# Centurion 5 front panel wires help



## frozenspark (Apr 18, 2007)

This is my first time building a computer so I am really unsure about all of the wiring. First of all I have the HDD LED wire, the Power switch and the Reset switch wires but where I should have Power LED wire I have two little wires labeled as + and - respectively. Are they the Power LED wires? If not what are they and where IS is the Power LED wire? Also The front panel audio is really weird. There is a big wire that has a connector labeled as HD Audio and then the wire stems off to 10 little wires each colored differently but with no labels what so ever. Do I just connect he HD Audio wire into the motherboard and leave the 10 little wires as they are or should I connect the 10 wires and leave HD Audio alone? If I do connect the 10 little wires how do I go about doing that since they are not labeled. 

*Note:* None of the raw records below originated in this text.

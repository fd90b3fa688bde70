//! Dated cash flows and loading them from CSV
//!
//! Sign convention: negative = money invested, positive = money returned.

use std::io::Read;
use std::path::Path;

use chrono::NaiveDate;
use csv::Reader;
use serde::{Deserialize, Serialize};

use crate::error::{Error, Result};

#[derive(Debug, Clone, Copy, PartialEq, Serialize, Deserialize)]
pub struct CashFlow {
    pub date: NaiveDate,
    pub amount: f64,
}

impl CashFlow {
    pub fn new(date: NaiveDate, amount: f64) -> Self {
        Self { date, amount }
    }

    /// Money paid in; stored as a negative amount
    pub fn outflow(date: NaiveDate, amount: f64) -> Self {
        Self::new(date, -amount.abs())
    }

    /// Money received; stored as a positive amount
    pub fn inflow(date: NaiveDate, amount: f64) -> Self {
        Self::new(date, amount.abs())
    }
}

/// Raw CSV row: `date,amount`
#[derive(Debug, Deserialize)]
struct CsvRow {
    date: String,
    amount: f64,
}

pub(crate) fn parse_date(value: &str) -> Result<NaiveDate> {
    NaiveDate::parse_from_str(value.trim(), "%Y-%m-%d").map_err(|_| Error::InvalidDate {
        value: value.to_string(),
    })
}

/// Load cash flows from a CSV file with `date,amount` columns
pub fn load_cash_flows<P: AsRef<Path>>(path: P) -> Result<Vec<CashFlow>> {
    let file = std::fs::File::open(path)?;
    load_cash_flows_from_reader(file)
}

/// Load cash flows from any reader (e.g. stdin, string buffer)
pub fn load_cash_flows_from_reader<R: Read>(reader: R) -> Result<Vec<CashFlow>> {
    let mut csv_reader = Reader::from_reader(reader);
    let mut flows = Vec::new();

    for result in csv_reader.deserialize() {
        let row: CsvRow = result?;
        flows.push(CashFlow::new(parse_date(&row.date)?, row.amount));
    }

    Ok(flows)
}

#[cfg(test)]
mod tests {
    use super::*;

    #[test]
    fn test_sign_helpers() {
        let d = NaiveDate::from_ymd_opt(2024, 1, 15).unwrap();
        assert_eq!(CashFlow::outflow(d, 5000.0).amount, -5000.0);
        assert_eq!(CashFlow::outflow(d, -5000.0).amount, -5000.0);
        assert_eq!(CashFlow::inflow(d, -700.0).amount, 700.0);
    }

    #[test]
    fn test_load_from_reader() {
        let data = "date,amount\n2024-01-15,-5000\n2024-02-15,-5000.50\n2025-01-15,11000\n";
        let flows = load_cash_flows_from_reader(data.as_bytes()).unwrap();

        assert_eq!(flows.len(), 3);
        assert_eq!(flows[0].date, NaiveDate::from_ymd_opt(2024, 1, 15).unwrap());
        assert_eq!(flows[1].amount, -5000.50);
        assert_eq!(flows[2].amount, 11000.0);
    }

    #[test]
    fn test_bad_date_is_rejected() {
        let data = "date,amount\n15/01/2024,-5000\n";
        let err = load_cash_flows_from_reader(data.as_bytes()).unwrap_err();
        assert!(matches!(err, Error::InvalidDate { ref value } if value == "15/01/2024"));
    }

    #[test]
    fn test_bad_amount_is_csv_error() {
        let data = "date,amount\n2024-01-15,lots\n";
        let err = load_cash_flows_from_reader(data.as_bytes()).unwrap_err();
        assert!(matches!(err, Error::Csv(_)));
    }
}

I am using MSI P6N SLI Platinum motherboard by the way.


----------



## geek73 (Mar 29, 2007)

Howdy frozenspark..

The wires your are talking about are indeed the power connectors. Just put the + one on the right and the - on the left..

As for your HD audio wires, you will see to-wards the back of your motherboard there is a 10 pin connector if you look closely enough you will see the words Audio by it. Make sure you plug it in correctly having the "white closed" pin on the right hand side bottom..

Hope this Helped..


----------



## frozenspark (Apr 18, 2007)

Hey thanks for clearing it up. 


However, about the audio: there is a one big connector called HD Audio which later on splits into 10 little rainbow wires (different colors and such) that are not labeled. Should I just plug the HD Audio wire in or should I find a way to plug those ten little wires in?

The audio cable on the case has a 10 pin connector labeled HD audio, and a bunch of loose cables (10) labeled Azalia or something


----------



## geek73 (Mar 29, 2007)

just plug in the 10 pin connector, much easier..


----------